Wat zijn enkele evolutietheorieën?
De evolutietheorie heeft een lange weg afgelegd sinds Charles Darwin in 1859 On the Origin of Species publiceerde. Jean-Bapiste Lamarck publiceerde voorafgaand aan de publicatie en in een directe competitie een bekende onjuiste variant van de evolutietheorie: Lamarckism of Lamarckian evolution. Lamarck dacht dat veranderingen in het lichaam in de loop van je leven konden worden doorgegeven aan voorouders, zolang ze gemeenschappelijk waren voor beide geslachten van de soort.
Bijvoorbeeld, zijn verklaring voor waarom een giraf een lange nek heeft, is omdat de giraf een geschiedenis had van voorgangers die steeds harder probeerden om hoge bladeren aan een boom te bereiken, en dienovereenkomstig werden de nakomelingen met grotere nek geboren. Er is aangetoond dat deze evolutietheorie vals is - het genetische verschil tussen ouders en nakomelingen kan volledig worden verklaard door hun genen en vereist geen verwijzing naar het dagelijkse leven van de ouders.
De belangrijkste evolutietheorie staat bekend als de moderne synthese of neo-Darwiniaanse synthese, die de combinatie is van de natuurlijke selectie van Darwin met de Mendeliaanse genetica en de chromosomale overervingstheorie van Thomas Morgan. Deze theorie blijft tot op de dag van vandaag overheersend, met enkele kleine verschillen.

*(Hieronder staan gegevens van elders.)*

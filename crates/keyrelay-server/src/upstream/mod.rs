//! Clients for the hosted APIs the service relays to.

mod anthropic;
mod elevenlabs;

use async_trait::async_trait;
use serde_json::Value;

pub use anthropic::{AnthropicClient, ChatRequest};
pub use elevenlabs::VoiceClient;

/// Failure talking to an upstream API.
#[derive(Debug, thiserror::Error)]
pub enum UpstreamError {
    /// Non-success HTTP status. `body` is the decoded error payload, or
    /// `Value::Null` when it was not JSON.
    #[error("{service} API error: {status} {reason}")]
    Status {
        service: &'static str,
        status: u16,
        reason: String,
        body: Value,
    },

    /// An `error` event inside a streamed response.
    #[error("{service} stream error: {message}")]
    Stream {
        service: &'static str,
        message: String,
        body: Value,
    },

    /// Connection, timeout or body read failure.
    #[error("request failed: {0}")]
    Transport(#[from] reqwest::Error),

    /// Success status but a body we could not use.
    #[error("unexpected response: {0}")]
    Decode(String),
}

impl UpstreamError {
    /// HTTP status reported by the upstream, if any.
    #[inline]
    pub fn status(&self) -> Option<u16> {
        match self {
            Self::Status { status, .. } => Some(*status),
            _ => None,
        }
    }

    /// Upstream payload worth echoing back as `details`.
    pub fn details(&self) -> Value {
        match self {
            Self::Status { body, .. } | Self::Stream { body, .. } => body.clone(),
            Self::Transport(e) => Value::String(e.to_string()),
            Self::Decode(msg) => Value::String(msg.clone()),
        }
    }
}

/// Sends one user message to an LLM and returns the reply text.
#[async_trait]
pub trait ChatBackend: Send + Sync {
    async fn complete(&self, request: ChatRequest<'_>) -> Result<String, UpstreamError>;
}

/// Exchanges an agent id for a signed conversation URL.
#[async_trait]
pub trait VoiceBackend: Send + Sync {
    async fn signed_url(&self, api_key: &str, agent_id: &str) -> Result<String, UpstreamError>;
}

/// Build a [`UpstreamError::Status`] from a failed response, keeping its JSON body.
pub(crate) async fn status_error(service: &'static str, resp: reqwest::Response) -> UpstreamError {
    let status = resp.status();
    let body = resp.json::<Value>().await.unwrap_or(Value::Null);
    UpstreamError::Status {
        service,
        status: status.as_u16(),
        reason: status.canonical_reason().unwrap_or("").to_string(),
        body,
    }
}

Mendel, een Duitse monnik die rond dezelfde tijd leefde als Darwin, maar wiens werk pas in 1900 werd herontdekt, experimenteerde uitgebreid met planten en ontdekte de concepten van allelen (verschillende versies van hetzelfde gen), dominante en recessieve eigenschappen, en dat de expressie van verschillende eigenschappen zijn exclusief voor elkaar. Darwinistische evolutie en natuurlijke selectie is slechts het idee dat het leven evolueert op basis van willekeurige mutaties en selectieve druk op individuen die proberen te reproduceren.
In de jaren zestig werd het noodzakelijk om de 'gencentrische' visie op natuurlijke selectie te introduceren, niet echt een onafhankelijke theorie, maar meer een voetnoot bij de moderne synthese. Rond deze tijd dachten sommige biologen ten onrechte dat individuen eigenschappen ontwikkelen voor het welzijn van hun soort of de groep.
Om dit te corrigeren, was het noodzakelijk om een gencentrische kijk op de evolutie naar voren te brengen, waarbij organismen worden gezien als de 'overlevingsmachines' van genen, alleen gebouwd met het enige doel om die genen door te geven. Een gen kan bijvoorbeeld kiezen voor een organisme met een kortere levensduur en een snellere voortplantingscyclus als dat is waarvoor evolutie kiest. De genen geven niet om het welzijn van hun schelpen, het organisme. Dit is waarschijnlijk de meest geavanceerde en recente iteratie in de voortdurende evolutie van de evolutietheorie.